The real rub is throwing the baby out with the bathwater. How can the signal be isolated/retained/copied easily so the noise can be purged? This is especially difficult for very old data that is spread across innumerable channels whose value could be lost and the team left unawares.
A traditional forum/message board is much better for archiving that fruitful technical knowledge. How many of us have found answers to a problem thanks to a forum post from 10 or 20 years ago?
I've never liked Slack/Discord for anything other than instant messaging, and always thought of it as ephemeral.

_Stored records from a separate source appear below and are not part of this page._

pub mod images;
pub mod jobs;
pub mod system;

use crate::error::AppError;
use crate::state::AppState;
use axum::Router;
use relique::catalog::Page;
use serde::Serialize;
use std::sync::Arc;
use tower_http::cors::CorsLayer;
use tower_http::trace::TraceLayer;
use uuid::Uuid;

pub fn create_router(state: Arc<AppState>) -> Router {
    Router::new()
        .nest("/api/jobs", jobs::router())
        .nest("/api/images", images::router())
        .merge(system::router())
        .layer(TraceLayer::new_for_http())
        .layer(CorsLayer::permissive())
        .with_state(state)
}

/// One page of a listing together with the total number of matches.
#[derive(Debug, Serialize)]
pub struct Listing<T> {
    pub items: Vec<T>,
    pub total: u64,
}

pub(crate) fn parse_uuid(raw: &str) -> Result<Uuid, AppError> {
    Uuid::parse_str(raw).map_err(|_| AppError::BadRequest(format!("invalid uuid '{raw}'")))
}

pub(crate) fn page(limit: Option<u32>, offset: Option<u32>) -> Page {
    Page {
        limit,
        offset: offset.unwrap_or(0),
    }
}
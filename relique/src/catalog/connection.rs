use crate::utils::{Result, ResultExt};
use r2d2::Pool;
use r2d2_sqlite::SqliteConnectionManager;
use std::path::Path;

pub type DbPool = Pool<SqliteConnectionManager>;

/// Open the catalog database, creating its folder if needed.
pub fn create_pool(db_file: &Path) -> Result<DbPool> {
    if let Some(parent) = db_file.parent() {
        std::fs::create_dir_all(parent)
            .with_context(|| format!("create database folder {}", parent.display()))?;
    }

    // Pragmas are per connection, so they run on every pooled connection
    let manager = SqliteConnectionManager::file(db_file).with_init(|conn| {
        conn.execute_batch(
            "PRAGMA journal_mode = DELETE;
             PRAGMA synchronous = FULL;
             PRAGMA foreign_keys = ON;
             PRAGMA busy_timeout = 5000;",
        )
    });

    let pool = Pool::builder()
        .max_size(4)
        .build(manager)
        .with_context(|| format!("open catalog database {}", db_file.display()))?;

    Ok(pool)
}
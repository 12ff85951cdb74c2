//! Parsing of the summary block rsync prints with `--stats`.
//!
//! Parsing is best-effort: fields that cannot be found stay at zero and lines
//! that do not match are ignored. Thousands separators are stripped before
//! numbers are parsed.

use crate::utils::{Result, ResultExt};
use regex::Regex;
use serde::{Deserialize, Serialize};
use std::path::Path;
use std::sync::LazyLock;

static RE_FILES: LazyLock<Regex> = LazyLock::new(|| {
    Regex::new(r"Number of files: ([\d,.]*\d)(?: \(reg: ([\d,.]*\d)(?:, dir: ([\d,.]*\d))?)?").unwrap()
});
static RE_CREATED: LazyLock<Regex> = LazyLock::new(|| {
    Regex::new(r"Number of created files: ([\d,.]*\d)(?: \(reg: ([\d,.]*\d))?").unwrap()
});
static RE_DELETED: LazyLock<Regex> =
    LazyLock::new(|| Regex::new(r"Number of deleted files: ([\d,.]*\d)").unwrap());
static RE_TOTAL_SIZE: LazyLock<Regex> =
    LazyLock::new(|| Regex::new(r"Total file size: ([\d,.]*\d) bytes").unwrap());
static RE_TRANSFERRED_SIZE: LazyLock<Regex> =
    LazyLock::new(|| Regex::new(r"Total transferred file size: ([\d,.]*\d) bytes").unwrap());
static RE_LITERAL: LazyLock<Regex> =
    LazyLock::new(|| Regex::new(r"Literal data: ([\d,.]*\d) bytes").unwrap());
static RE_MATCHED: LazyLock<Regex> =
    LazyLock::new(|| Regex::new(r"Matched data: ([\d,.]*\d) bytes").unwrap());
static RE_LIST_SIZE: LazyLock<Regex> =
    LazyLock::new(|| Regex::new(r"File list size: ([\d,.]*\d)").unwrap());
static RE_LIST_GENERATION: LazyLock<Regex> =
    LazyLock::new(|| Regex::new(r"File list generation time: ([\d,.]*\d) seconds").unwrap());
static RE_LIST_TRANSFER: LazyLock<Regex> =
    LazyLock::new(|| Regex::new(r"File list transfer time: ([\d,.]*\d) seconds").unwrap());
static RE_SENT: LazyLock<Regex> =
    LazyLock::new(|| Regex::new(r"Total bytes sent: ([\d,.]*\d)").unwrap());
static RE_RECEIVED: LazyLock<Regex> =
    LazyLock::new(|| Regex::new(r"Total bytes received: ([\d,.]*\d)").unwrap());
static RE_SPEED: LazyLock<Regex> =
    LazyLock::new(|| Regex::new(r"received [\d,.]*\d bytes\s+([\d,.]*\d) bytes/sec").unwrap());
static RE_SPEEDUP: LazyLock<Regex> =
    LazyLock::new(|| Regex::new(r"speedup is ([\d,.]*\d)").unwrap());

/// Counters from one rsync run, or the sum over all runs of a job.
///
/// `transfer_speed` and `speedup` are rates; they are not persisted and are
/// dropped when statistics are merged.
#[derive(Debug, Clone, Default, PartialEq, Serialize, Deserialize)]
#[serde(default)]
pub struct SyncStats {
    pub number_of_files: u64,
    pub number_of_regular_files: u64,
    pub number_of_directories: u64,
    pub number_of_deleted_files: u64,
    pub number_of_created_files: u64,
    pub number_of_created_regular_files: u64,
    pub total_file_size: u64,
    pub total_transferred_file_size: u64,
    pub literal_data: u64,
    pub matched_data: u64,
    pub file_list_size: u64,
    pub file_list_generation_time: f64,
    pub file_list_transfer_time: f64,
    pub total_bytes_sent: u64,
    pub total_bytes_received: u64,
    #[serde(skip)]
    pub transfer_speed: f64,
    #[serde(skip)]
    pub speedup: f64,
}

fn integer(text: Option<regex::Match<'_>>) -> u64 {
    text.map(|m| {
        m.as_str()
            .chars()
            .filter(|c| c.is_ascii_digit())
            .collect::<String>()
    })
    .and_then(|digits| digits.parse().ok())
    .unwrap_or(0)
}

fn decimal(text: Option<regex::Match<'_>>) -> f64 {
    text.and_then(|m| m.as_str().replace(',', "").parse().ok())
        .unwrap_or(0.0)
}

fn first<'t>(re: &Regex, text: &'t str, group: usize) -> Option<regex::Match<'t>> {
    re.captures(text).and_then(|c| c.get(group))
}

impl SyncStats {
    pub fn parse(output: &str) -> Self {
        let files = RE_FILES.captures(output);
        let created = RE_CREATED.captures(output);

        SyncStats {
            number_of_files: integer(files.as_ref().and_then(|c| c.get(1))),
            number_of_regular_files: integer(files.as_ref().and_then(|c| c.get(2))),
            number_of_directories: integer(files.as_ref().and_then(|c| c.get(3))),
            number_of_created_files: integer(created.as_ref().and_then(|c| c.get(1))),
            number_of_created_regular_files: integer(created.as_ref().and_then(|c| c.get(2))),
            number_of_deleted_files: integer(first(&RE_DELETED, output, 1)),
            total_file_size: integer(first(&RE_TOTAL_SIZE, output, 1)),
            total_transferred_file_size: integer(first(&RE_TRANSFERRED_SIZE, output, 1)),
            literal_data: integer(first(&RE_LITERAL, output, 1)),
            matched_data: integer(first(&RE_MATCHED, output, 1)),
            file_list_size: integer(first(&RE_LIST_SIZE, output, 1)),
            file_list_generation_time: decimal(first(&RE_LIST_GENERATION, output, 1)),
            file_list_transfer_time: decimal(first(&RE_LIST_TRANSFER, output, 1)),
            total_bytes_sent: integer(first(&RE_SENT, output, 1)),
            total_bytes_received: integer(first(&RE_RECEIVED, output, 1)),
            transfer_speed: decimal(first(&RE_SPEED, output, 1)),
            speedup: decimal(first(&RE_SPEEDUP, output, 1)),
        }
    }

    /// Parse the stdout log of a finished rsync run.
    pub fn from_log_file(path: &Path) -> Result<Self> {
        let bytes =
            std::fs::read(path).with_context(|| format!("read sync log {}", path.display()))?;
        Ok(SyncStats::parse(&String::from_utf8_lossy(&bytes)))
    }

    /// Componentwise sum of counters and durations. Rates are left at zero.
    pub fn merge<'a>(all: impl IntoIterator<Item = &'a SyncStats>) -> SyncStats {
        let mut sum = SyncStats::default();
        for s in all {
            sum.number_of_files += s.number_of_files;
            sum.number_of_regular_files += s.number_of_regular_files;
            sum.number_of_directories += s.number_of_directories;
            sum.number_of_deleted_files += s.number_of_deleted_files;
            sum.number_of_created_files += s.number_of_created_files;
            sum.number_of_created_regular_files += s.number_of_created_regular_files;
            sum.total_file_size += s.total_file_size;
            sum.total_transferred_file_size += s.total_transferred_file_size;
            sum.literal_data += s.literal_data;
            sum.matched_data += s.matched_data;
            sum.file_list_size += s.file_list_size;
            sum.file_list_generation_time += s.file_list_generation_time;
            sum.file_list_transfer_time += s.file_list_transfer_time;
            sum.total_bytes_sent += s.total_bytes_sent;
            sum.total_bytes_received += s.total_bytes_received;
        }
        sum
    }
}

If it's anything of significant importance, it should be documented in a place that is meant, by design, for documentation.
> If it's anything of significant importance, it should be documented in a place that is meant, by design, for documentation.
The challenge we have found is that amazing technical documentation is often born from ephemeral conversations. I would love a solution that eliminated the toil required to clip out those comments into a long-term store.
The flip-side to the challenge is that moving our team from Slack to another platform better suited to long-term technical Q&A requires a significant cultural shift that may not be practical.
> The real rub is throwing the baby out with the bathwater. How can the signal be isolated/retained/copied easily so the noise can be purged? This is especially difficult for very old data that is spread across innumerable channels whose value could be lost and the team left unawares.
I think you need a culture of summarising this type of info & saving somewhere that isn't ephemeral (e.g. README, team wiki). Else even with the history maintained, it's still a pain to try to a) play pattern matching with Slack's search engine and b) weed out all the false positives of old info that's no longer relevant.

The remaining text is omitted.